Lara Kramer is a Canadian choreographer, dancer, and multidisciplinary artist of mixed Oji-Cree and settler heritage. She is known for her works about Indigenous identity, trauma, and resilience. Her work in dance, performance art, and installation has been presented worldwide, notably in Australia, New Zealand, Martinique, the United Kingdom, and the United States.

== Biography ==
Lara Kramer was born in London, Ontario. She obtained a bachelor's degree in dance from Concordia University. In 2012, she founded the company Lara Kramer Danse.
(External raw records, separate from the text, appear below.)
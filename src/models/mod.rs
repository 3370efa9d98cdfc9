//! Core data models for the shift pay engine.
//!
//! This module contains the documents exchanged with the persistence layer
//! (jobs, shifts, work records, freelance income, attendance) and the value
//! types the calculations are parameterised by.

mod attendance;
mod income;
mod job;
mod month_period;
mod shift;
mod timestamp;
mod work_record;

pub use attendance::{AttendanceRecord, AttendanceSource};
pub use income::{FreelanceIncome, IncomeStatus};
pub use job::Job;
pub use month_period::MonthPeriod;
pub use shift::{MAX_SHIFT_HOURS, Shift, ShiftType};
pub use timestamp::{Timestamp, date_or_timestamp, option_date_or_timestamp};
pub use work_record::{LeaveDays, ManualWorkRecord, MonthlyTotals, RecordKey, WorkRecord};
In 2021, her work In Blankets, Herds and Ghosts, presented by Dazibao in partnership with the MAI (Montréal, arts interculturels), was part of the programming for the 17th edition of the MOMENTA Biennale.

She currently lives and works in Montreal.

== Works ==

=== Dance ===

- NGS (“Native Girl Syndrome”) (2013)
- Windigo (2018)
- Dream Installation (2019)
- Eating Bones and Licking Bread (2020)
- Them voices (2021)
- Gorgeous Tongue (2024)
- This is the Place Where We Pray (2024)

=== Public Art ===

- Blankets, Herds and Ghosts (2021)

=== Exhibitions ===

- Phantom Stills & Vibrations (2018)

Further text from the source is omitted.